Queen Mary's School of Medicine and Dentistry, Newham Centre for Mental Health, London, UK.

"The aim of this study was to (1) assess Subjective Quality of Life (SQOL) of patients with Chronic Fatigue Syndrome (CFS) using a generic concept and to compare the findings with those in groups with mental disorders and healthy subjects, and (2) investigate whether and, if so, to what extent socio-demographic and clinical variables predict SQOL in CFS patients.

Seventy-three patients diagnosed with CFS were randomly selected and interviewed from two specialised clinics.

CFS was diagnosed using the Oxford Criteria.

SQOL was assessed on the Manchester Short Assessment of Quality of Life (MANSA) and Health-Related Quality of Life (HRQOL) on the Medical Outcome Study Short-Form 36 (MOS) SF-36. A battery of mood and symptom questionnaires, including the Symptom Checklist Questionnaire (SCL-90-R), was administered to assess various aspects of symptomatology as potential predictor variables. Multiple regression analyses were conducted to identify predictors of SQOL. Overall, SQOL was low in CFS patients and less favourable than in groups with mental disorders and healthy subjects. Satisfaction was particularly low with life as a whole, leisure activities and financial situation.

Whilst SQOL was only moderately correlated with HRQOL, the SCL-90-R score, especially SCL-90-R Depression scale score, was the best predictor of SQOL explaining 35% of the variance. HRQOL and generic SQOL appear distinct despite some overlap.

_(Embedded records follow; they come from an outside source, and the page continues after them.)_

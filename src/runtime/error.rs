#[derive(Debug, thiserror::Error)]
pub enum Error {
    #[error("transport failure: {0}")]
    Transport(String),
    #[error("runtime rejected request: {0}")]
    Rejected(String),
}
pub type Result<T> = std::result::Result<T, Error>;
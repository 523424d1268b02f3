use crate::{accounting, runtime};

/// Errors aborting a reconciliation pass.
///
/// Any upstream fetch failure is fatal for the whole pass: callers get either
/// a complete snapshot or one of these, never a partial result.
#[derive(Debug, thiserror::Error)]
pub enum Error {
    #[error("failed to get root filesystem info: {0}")]
    RootFsInfo(#[source] accounting::Error),
    #[error("failed to list all containers: {0}")]
    ListContainers(#[source] runtime::Error),
    #[error("failed to list all pod sandboxes: {0}")]
    ListPodSandboxes(#[source] runtime::Error),
    #[error("failed to list all container stats: {0}")]
    ListContainerStats(#[source] runtime::Error),
    #[error("failed to fetch accounting container infos: {0}")]
    ContainerInfos(#[source] accounting::Error),
}
pub type Result<T> = std::result::Result<T, Error>;
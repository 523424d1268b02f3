//! The host-level resource-accounting interface consumed by the stats
//! provider.
//!
//! The accounting subsystem watches the host's cgroup hierarchy and keeps a
//! short sample history per cgroup: CPU and memory counters, per-device disk
//! I/O, process counts, network interface counters, and optional
//! user-defined metrics. Its view is independent of the container runtime's
//! and the two drift apart under churn; the provider cross-references both.
//!
//! Infos are keyed by cgroup path. [`infos`] holds the hygiene helpers that
//! turn a raw keyed map into something the reconciler can join against the
//! runtime's listings.

use std::collections::HashMap;

mod error;
mod infos;

pub use error::{Error, Result};
pub use infos::{container_keyed_infos, pod_info_by_uid};

/// Filesystem capacity and usage as known to the accounting subsystem.
#[derive(Debug, Clone, PartialEq, Eq)]
pub struct FsInfo {
    /// Sample time, nanoseconds since the UNIX epoch.
    pub timestamp: i64,
    pub device: String,
    pub mountpoint: String,
    pub capacity_bytes: u64,
    pub available_bytes: u64,
    pub inodes: Option<u64>,
    pub inodes_free: Option<u64>,
}

/// Declares a user-defined metric a cgroup exposes.
#[derive(Debug, Clone, PartialEq)]
pub struct MetricSpec {
    pub name: String,
    pub units: String,
    pub metric_type: MetricType,
}

#[derive(Debug, Clone, Copy, PartialEq, Eq)]
pub enum MetricType {
    Gauge,
    Cumulative,
}

/// A single observation of a user-defined metric.
#[derive(Debug, Clone, Copy, PartialEq)]
pub struct MetricValue {
    /// Observation time, nanoseconds since the UNIX epoch.
    pub timestamp: i64,
    pub value: f64,
}

/// Static description of an accounted cgroup.
#[derive(Debug, Clone, Default, PartialEq)]
pub struct ContainerSpec {
    /// Creation time, nanoseconds since the UNIX epoch.
    pub creation_time: i64,
    /// Labels propagated from the container runtime, when the cgroup belongs
    /// to a runtime-managed container.
    pub labels: HashMap<String, String>,
    pub has_custom_metrics: bool,
    pub custom_metrics: Vec<MetricSpec>,
}

/// CPU counters of one sample.
#[derive(Debug, Clone, Copy, PartialEq, Eq)]
pub struct CpuSample {
    /// Cumulative CPU time consumed, in core-nanoseconds.
    pub usage_core_nano_seconds: u64,
    /// Instantaneous usage in nanocores, when the subsystem could derive one.
    pub usage_nano_cores: Option<u64>,
}

/// Memory counters of one sample.
#[derive(Debug, Clone, Copy, Default, PartialEq, Eq)]
pub struct MemorySample {
    pub usage_bytes: u64,
    pub working_set_bytes: u64,
    pub rss_bytes: u64,
    pub available_bytes: Option<u64>,
    pub page_faults: Option<u64>,
    pub major_page_faults: Option<u64>,
}

/// Per-device I/O counters of one sample, keyed by device name.
#[derive(Debug, Clone, Default, PartialEq, Eq)]
pub struct DiskIoSample {
    pub devices: HashMap<String, DeviceIoSample>,
}

#[derive(Debug, Clone, Copy, Default, PartialEq, Eq)]
pub struct DeviceIoSample {
    pub read_bytes: u64,
    pub write_bytes: u64,
    pub read_ops: u64,
    pub write_ops: u64,
}

/// Process and descriptor counters of one sample.
#[derive(Debug, Clone, Copy, Default, PartialEq, Eq)]
pub struct ProcessSample {
    pub process_count: u64,
    pub fd_count: u64,
    pub socket_count: u64,
    pub threads_current: u64,
    pub threads_max: u64,
}

/// Network interface counters of one sample.
#[derive(Debug, Clone, Default, PartialEq, Eq)]
pub struct NetworkSample {
    pub interfaces: Vec<InterfaceSample>,
}

#[derive(Debug, Clone, Default, PartialEq, Eq)]
pub struct InterfaceSample {
    pub name: String,
    pub rx_bytes: u64,
    pub rx_errors: u64,
    pub tx_bytes: u64,
    pub tx_errors: u64,
}

/// One timestamped sample of a cgroup's counters. Every block is optional;
/// absence means the subsystem has no data for that family, not zero.
#[derive(Debug, Clone, Default, PartialEq)]
pub struct Sample {
    /// Sample time, nanoseconds since the UNIX epoch.
    pub timestamp: i64,
    pub cpu: Option<CpuSample>,
    pub memory: Option<MemorySample>,
    pub disk_io: Option<DiskIoSample>,
    pub processes: Option<ProcessSample>,
    pub network: Option<NetworkSample>,
    /// Observed values per user-defined metric name, oldest first.
    pub custom_metrics: HashMap<String, Vec<MetricValue>>,
}

/// An accounted cgroup: its description plus a bounded sample history.
#[derive(Debug, Clone, Default, PartialEq)]
pub struct ContainerInfo {
    pub spec: ContainerSpec,
    /// Sample history, oldest first.
    pub samples: Vec<Sample>,
}

impl ContainerInfo {
    /// Returns the most recent sample, if any were collected.
    pub fn latest_sample(&self) -> Option<&Sample> {
        self.samples.last()
    }
}

/// Query operations of the resource-accounting subsystem.
pub trait ResourceAccounting: Send + Sync {
    /// Returns all accounted cgroups, keyed by cgroup path.
    fn container_infos(
        &self,
    ) -> impl std::future::Future<Output = Result<HashMap<String, ContainerInfo>>> + Send;

    /// Returns usage information about the host's root filesystem.
    fn root_fs_info(&self) -> impl std::future::Future<Output = Result<FsInfo>> + Send;

    /// Returns usage information for the filesystem mounted at `mountpoint`.
    fn dir_fs_info(
        &self,
        mountpoint: &str,
    ) -> impl std::future::Future<Output = Result<FsInfo>> + Send;
}
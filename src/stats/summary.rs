//! Snapshot types returned to the host-telemetry caller.
//!
//! Every counter is `Option<u64>`: `None` means the value is unknown, which
//! is different from a measured zero. The distinction survives serialization
//! (`None` becomes `null`), so downstream consumers can tell "no data" from
//! "idle". All timestamps are nanoseconds since the UNIX epoch.

use std::collections::HashMap;

use crate::container::PodReference;

/// Aggregated statistics of one pod and its containers, produced by a single
/// reconciliation pass. Never mutated after being returned.
#[derive(Debug, Clone, Default, PartialEq, serde::Serialize)]
pub struct PodStats {
    pub pod_ref: PodReference,
    /// The pod sandbox's creation time.
    pub start_time: i64,
    pub containers: Vec<ContainerStats>,
    pub cpu: Option<CpuStats>,
    pub memory: Option<MemoryStats>,
    pub network: Option<NetworkStats>,
    pub disk_io: Option<DiskIoStats>,
    pub process_stats: Option<ProcessStats>,
}

/// Statistics of one container, merged from the runtime record and the
/// accounting subsystem's sample.
#[derive(Debug, Clone, Default, PartialEq, serde::Serialize)]
pub struct ContainerStats {
    pub name: String,
    /// The container's creation time.
    pub start_time: i64,
    pub cpu: Option<CpuStats>,
    pub memory: Option<MemoryStats>,
    pub rootfs: Option<FsStats>,
    pub disk_io: Option<DiskIoStats>,
    pub process_stats: Option<ProcessStats>,
    pub user_defined_metrics: Vec<UserDefinedMetric>,
}

#[derive(Debug, Clone, Copy, Default, PartialEq, Eq, serde::Serialize)]
pub struct CpuStats {
    pub timestamp: i64,
    /// Instantaneous usage rate in nanocores (1e-9 of a logical core).
    pub usage_nano_cores: Option<u64>,
    /// Cumulative CPU time consumed, in core-nanoseconds.
    pub usage_core_nano_seconds: Option<u64>,
}

#[derive(Debug, Clone, Copy, Default, PartialEq, Eq, serde::Serialize)]
pub struct MemoryStats {
    pub timestamp: i64,
    pub available_bytes: Option<u64>,
    pub usage_bytes: Option<u64>,
    pub working_set_bytes: Option<u64>,
    pub rss_bytes: Option<u64>,
    pub page_faults: Option<u64>,
    pub major_page_faults: Option<u64>,
}

/// Filesystem stats of a container's writable layer.
#[derive(Debug, Clone, Copy, Default, PartialEq, Eq, serde::Serialize)]
pub struct FsStats {
    pub timestamp: i64,
    pub available_bytes: Option<u64>,
    pub capacity_bytes: Option<u64>,
    pub used_bytes: Option<u64>,
    pub inodes_free: Option<u64>,
    pub inodes: Option<u64>,
    pub inodes_used: Option<u64>,
}

#[derive(Debug, Clone, Default, PartialEq, Eq, serde::Serialize)]
pub struct NetworkStats {
    pub timestamp: i64,
    pub interfaces: Vec<InterfaceStats>,
}

#[derive(Debug, Clone, Default, PartialEq, Eq, serde::Serialize)]
pub struct InterfaceStats {
    pub name: String,
    pub rx_bytes: Option<u64>,
    pub rx_errors: Option<u64>,
    pub tx_bytes: Option<u64>,
    pub tx_errors: Option<u64>,
}

/// Per-device disk I/O counters, keyed by device name.
#[derive(Debug, Clone, Default, PartialEq, Eq, serde::Serialize)]
pub struct DiskIoStats {
    pub timestamp: i64,
    pub devices: HashMap<String, DeviceIoStats>,
}

impl DiskIoStats {
    /// Adds another set of counters device by device. The timestamp advances
    /// to the newer of the two.
    pub fn add(&mut self, other: &DiskIoStats) {
        for (device, io) in &other.devices {
            *self.devices.entry(device.clone()).or_default() += *io;
        }
        if other.timestamp > self.timestamp {
            self.timestamp = other.timestamp;
        }
    }
}

#[derive(Debug, Clone, Copy, Default, PartialEq, Eq, serde::Serialize)]
pub struct DeviceIoStats {
    pub read_bytes: u64,
    pub write_bytes: u64,
    pub read_ops: u64,
    pub write_ops: u64,
}

impl std::ops::AddAssign for DeviceIoStats {
    fn add_assign(&mut self, rhs: Self) {
        self.read_bytes += rhs.read_bytes;
        self.write_bytes += rhs.write_bytes;
        self.read_ops += rhs.read_ops;
        self.write_ops += rhs.write_ops;
    }
}

#[derive(Debug, Clone, Copy, Default, PartialEq, Eq, serde::Serialize)]
pub struct ProcessStats {
    pub process_count: u64,
    pub fd_count: u64,
    pub socket_count: u64,
    pub threads_current: u64,
    pub threads_max: u64,
}

impl std::ops::AddAssign for ProcessStats {
    fn add_assign(&mut self, rhs: Self) {
        self.process_count += rhs.process_count;
        self.fd_count += rhs.fd_count;
        self.socket_count += rhs.socket_count;
        self.threads_current += rhs.threads_current;
        self.threads_max += rhs.threads_max;
    }
}

#[derive(Debug, Clone, Copy, PartialEq, Eq, serde::Serialize)]
pub enum UserDefinedMetricType {
    Gauge,
    Cumulative,
}

/// Latest observation of a custom metric the accounting subsystem exposes for
/// a container.
#[derive(Debug, Clone, PartialEq, serde::Serialize)]
pub struct UserDefinedMetric {
    pub name: String,
    pub units: String,
    pub metric_type: UserDefinedMetricType,
    pub timestamp: i64,
    pub value: f64,
}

The findings underline that SQOL is significantly disrupted in CFS patients.

Depressive symptoms are statistically the strongest 'predictor' of SQOL, although the direction of the relationship is not established. These data suggest that treatment of depression associated with CFS, regardless of causation, could help to improve SQOL in CFS patients."


A shame though that ONLY patients with Chronic Fatigue were selected using the Oxford Criteria i.e. Fatigue only..


SO this is about Chronic Fatigue, NOT about Chronic Fatigue Syndrome, let alone ME;

WAKEY WAKEY guys .....

2 comments:

Anonymous said...

They might as well shove the research money down the nearest drain Dr Speedy

When oh when are we going to have properly funded biomedical research instead of this biased, unscientific drivel?

Anonymous said...

Professor White has a conflicting interest in his dealings with M.E. patients as he is Chief Medical Officer of the insurance firm Swiss Re.